Unlike Bear, I tend not to get fascinated by the details of why -- once I figure it out, I'm more interested in how the results play out in realtime.

For example, right now I am watching a movie (Shakespeare in Love), writing this post, composing [mentally] a scathing e-mail that will never be sent to someone who needs a flaming iron shoved up his arse, and writing a totally kickass scene in DOWN INTO DARKNESS that requires me to have three different scenes playing out in real time, at three different locations, all tied to each other in almost perfect synchronization [and it's a fricking brilliant scene, if I do say so myself. Blood! Angst! Wisecracks! Woobie!].

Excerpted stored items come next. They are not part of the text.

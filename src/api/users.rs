// SPDX-License-Identifier: AGPL-3.0-or-later
//
// Copyright (C) 2026 Relational Network

//! User endpoints: account creation, login and profile lookup.

use axum::{
    extract::{Path, State},
    Json,
};
use chrono::Utc;

use super::ClientInfo;
use crate::auth::password::{
    check_password, hash_password, normalize_email, normalize_username, valid_email,
    valid_password, valid_username,
};
use crate::auth::Auth;
use crate::error::{ApiError, ErrorBody};
use crate::models::{
    CreateUserRequest, LoginUserRequest, LoginUserResponse, UserResponse,
};
use crate::state::AppState;
use crate::storage::User;

/// Create a new account.
#[utoipa::path(
    post,
    path = "/users",
    tag = "Users",
    request_body = CreateUserRequest,
    responses(
        (status = 200, description = "User created", body = UserResponse),
        (status = 400, description = "Invalid input", body = ErrorBody),
        (status = 409, description = "Username already taken", body = ErrorBody),
    )
)]
pub async fn create_user(
    State(state): State<AppState>,
    Json(req): Json<CreateUserRequest>,
) -> Result<Json<UserResponse>, ApiError> {
    let username = normalize_username(&req.username);
    if !valid_username(&username) {
        return Err(ApiError::bad_request(
            "username must be 3-50 characters of a-z, 0-9, '_' or '-'",
        ));
    }
    if !valid_password(&req.password) {
        return Err(ApiError::bad_request("password must be at least 6 characters"));
    }
    let email = normalize_email(&req.email);
    if !valid_email(&email) {
        return Err(ApiError::bad_request("invalid email address"));
    }
    let full_name = req.full_name.trim().to_string();
    if full_name.is_empty() {
        return Err(ApiError::bad_request("full_name is required"));
    }

    let cost = state.settings.bcrypt_cost;
    let password = req.password;
    let hashed_password = tokio::task::spawn_blocking(move || hash_password(&password, cost))
        .await
        .map_err(|e| {
            tracing::error!(error = %e, "Password hashing task failed");
            ApiError::internal()
        })?
        .map_err(|e| {
            tracing::error!(error = %e, "Failed to hash password");
            ApiError::internal()
        })?;

    let now = Utc::now();
    let user = state
        .store
        .create_user(User {
            username,
            hashed_password,
            full_name,
            email,
            is_whitelisted: req.is_whitelisted,
            password_changed_at: now,
            created_at: now,
        })
        .await?;

    tracing::info!(username = %user.username, "User created");
    Ok(Json(user.into()))
}

/// Log in and receive an access/refresh credential pair.
#[utoipa::path(
    post,
    path = "/users/login",
    tag = "Users",
    request_body = LoginUserRequest,
    responses(
        (status = 200, description = "Logged in", body = LoginUserResponse),
        (status = 401, description = "Incorrect password", body = ErrorBody),
        (status = 403, description = "User is not whitelisted", body = ErrorBody),
        (status = 404, description = "Unknown user", body = ErrorBody),
    )
)]
pub async fn login_user(
    State(state): State<AppState>,
    ClientInfo(client): ClientInfo,
    Json(req): Json<LoginUserRequest>,
) -> Result<Json<LoginUserResponse>, ApiError> {
    let username = normalize_username(&req.username);
    let user = state.store.get_user(&username).await?;

    let password = req.password;
    let hashed = user.hashed_password.clone();
    let matches = tokio::task::spawn_blocking(move || check_password(&password, &hashed))
        .await
        .map_err(|e| {
            tracing::error!(error = %e, "Password check task failed");
            ApiError::internal()
        })?;
    if !matches {
        tracing::warn!(username = %user.username, "Login rejected: incorrect password");
        return Err(ApiError::unauthorized("incorrect password"));
    }

    if state.settings.require_user_whitelist && !user.is_whitelisted {
        tracing::warn!(username = %user.username, "Login rejected: user not whitelisted");
        return Err(ApiError::forbidden("user is not whitelisted"));
    }

    let issue = |ttl| {
        state.authority.issue(&user.username, ttl).map_err(|e| {
            tracing::error!(error = %e, "Failed to issue credential");
            ApiError::internal()
        })
    };
    let (access_token, access_payload) = issue(state.settings.access_token_duration)?;
    let (refresh_token, refresh_payload) = issue(state.settings.refresh_token_duration)?;

    let session = state
        .ledger
        .create_session(&user.username, &refresh_token, &refresh_payload, client)
        .await?;

    Ok(Json(LoginUserResponse {
        session_id: session.id,
        access_token,
        access_token_expires_at: access_payload.expires_at,
        refresh_token,
        refresh_token_expires_at: refresh_payload.expires_at,
        user: user.into(),
    }))
}

/// Fetch a profile. The caller must own it.
#[utoipa::path(
    get,
    path = "/users/{username}",
    tag = "Users",
    security(("bearer" = [])),
    params(("username" = String, Path, description = "Username")),
    responses(
        (status = 200, description = "User profile", body = UserResponse),
        (status = 401, description = "Missing credential or not the owner", body = ErrorBody),
        (status = 404, description = "Unknown user", body = ErrorBody),
    )
)]
pub async fn get_user(
    Auth(caller): Auth,
    State(state): State<AppState>,
    Path(username): Path<String>,
) -> Result<Json<UserResponse>, ApiError> {
    if username != caller.subject {
        tracing::warn!(subject = %caller.subject, requested = %username, "Profile access denied");
        return Err(ApiError::unauthorized(
            "account doesn't belong to the authenticated user",
        ));
    }

    let user = state.store.get_user(&username).await?;
    Ok(Json(user.into()))
}
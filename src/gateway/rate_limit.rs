// SPDX-License-Identifier: AGPL-3.0-or-later
//
// Copyright (C) 2026 Relational Network

//! Token bucket rate limiting, global or per caller address.

use std::net::IpAddr;
use std::num::NonZeroUsize;
use std::sync::{Arc, Mutex, PoisonError};
use std::time::Instant;

use axum::extract::Request;
use lru::LruCache;

use super::admission::ClientAddr;
use super::error::GatewayError;
use super::pipeline::{Outcome, PipelineContext};
use crate::config::{RateLimitConfig, RateLimitMode};

/// Tokens are stored scaled by this factor for sub-token refill precision.
const SCALE: u64 = 1000;

/// Token bucket.
///
/// - Refilled at `rate` tokens per second, computed lazily on each check
/// - Capacity is `burst`; a new bucket starts full
/// - Each admitted request consumes one token
///
/// Refill and consume happen under one lock, so two concurrent callers can
/// never both take the last token.
#[derive(Debug)]
pub struct TokenBucket {
    state: Mutex<BucketState>,
    rate: u64,
    burst: u64,
}

#[derive(Debug)]
struct BucketState {
    /// Current tokens, scaled by [`SCALE`].
    tokens: u64,
    last_refill: Instant,
}

impl TokenBucket {
    pub fn new(rate: u64, burst: u64) -> Self {
        Self {
            state: Mutex::new(BucketState {
                tokens: burst.saturating_mul(SCALE),
                last_refill: Instant::now(),
            }),
            rate,
            burst,
        }
    }

    /// Take one token if available.
    pub fn try_acquire(&self) -> bool {
        self.try_acquire_at(Instant::now())
    }

    fn try_acquire_at(&self, now: Instant) -> bool {
        let mut state = self.state.lock().unwrap_or_else(PoisonError::into_inner);

        let elapsed_ms = u64::try_from(now.saturating_duration_since(state.last_refill).as_millis())
            .unwrap_or(u64::MAX);
        if elapsed_ms > 0 {
            // tokens/s * ms == scaled tokens
            let added = elapsed_ms.saturating_mul(self.rate);
            state.tokens = state
                .tokens
                .saturating_add(added)
                .min(self.burst.saturating_mul(SCALE));
            state.last_refill = now;
        }

        if state.tokens < SCALE {
            return false;
        }
        state.tokens -= SCALE;
        true
    }
}

/// Limiter policy chosen at startup.
pub enum RateLimiter {
    /// One bucket for all callers.
    Global(TokenBucket),
    /// One bucket per caller address, least recently seen evicted first.
    PerClient {
        buckets: Mutex<LruCache<IpAddr, Arc<TokenBucket>>>,
        rate: u64,
        burst: u64,
    },
}

impl RateLimiter {
    pub fn global(rate: u64, burst: u64) -> Self {
        RateLimiter::Global(TokenBucket::new(rate, burst))
    }

    pub fn per_client(rate: u64, burst: u64, max_clients: usize) -> Self {
        RateLimiter::PerClient {
            buckets: Mutex::new(LruCache::new(
                NonZeroUsize::new(max_clients).unwrap_or(NonZeroUsize::MIN),
            )),
            rate,
            burst,
        }
    }

    pub fn from_config(config: &RateLimitConfig) -> Self {
        let rate = u64::from(config.rps);
        let burst = u64::from(config.burst);
        match config.mode {
            RateLimitMode::Global => Self::global(rate, burst),
            RateLimitMode::PerClient => Self::per_client(rate, burst, config.max_clients),
        }
    }

    /// Consume a token for `client`. The global policy ignores the address.
    pub fn check(&self, client: IpAddr) -> bool {
        match self {
            RateLimiter::Global(bucket) => bucket.try_acquire(),
            RateLimiter::PerClient {
                buckets,
                rate,
                burst,
            } => {
                let bucket = {
                    let mut buckets = buckets.lock().unwrap_or_else(PoisonError::into_inner);
                    Arc::clone(buckets.get_or_insert(client, || Arc::new(TokenBucket::new(*rate, *burst))))
                };
                bucket.try_acquire()
            }
        }
    }
}

/// Rate limiting stage. Runs after admission, which attaches [`ClientAddr`].
pub fn limit(request: Request, ctx: &PipelineContext) -> Outcome {
    let Some(&ClientAddr(client)) = request.extensions().get::<ClientAddr>() else {
        tracing::error!("Rate limiter reached without a resolved client address");
        return Outcome::Reject(GatewayError::AddressNotAllowed);
    };

    if ctx.limiter.check(client) {
        Outcome::Forward(request)
    } else {
        tracing::warn!(client_ip = %client, "Rate limit exceeded");
        Outcome::Reject(GatewayError::RateLimited)
    }
}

Because I'm so spread out, things like typos will creep in. And my inability to stay in tense is well-known [and yes, I do it in speech too. I have been accused of being a time-traveler dropped once too often on my head, but that's another story and there I am going into parenthetical asides again]

Clearly, if I want to write sans typos, and save myself revisions later, I should focus on only one thing at a time.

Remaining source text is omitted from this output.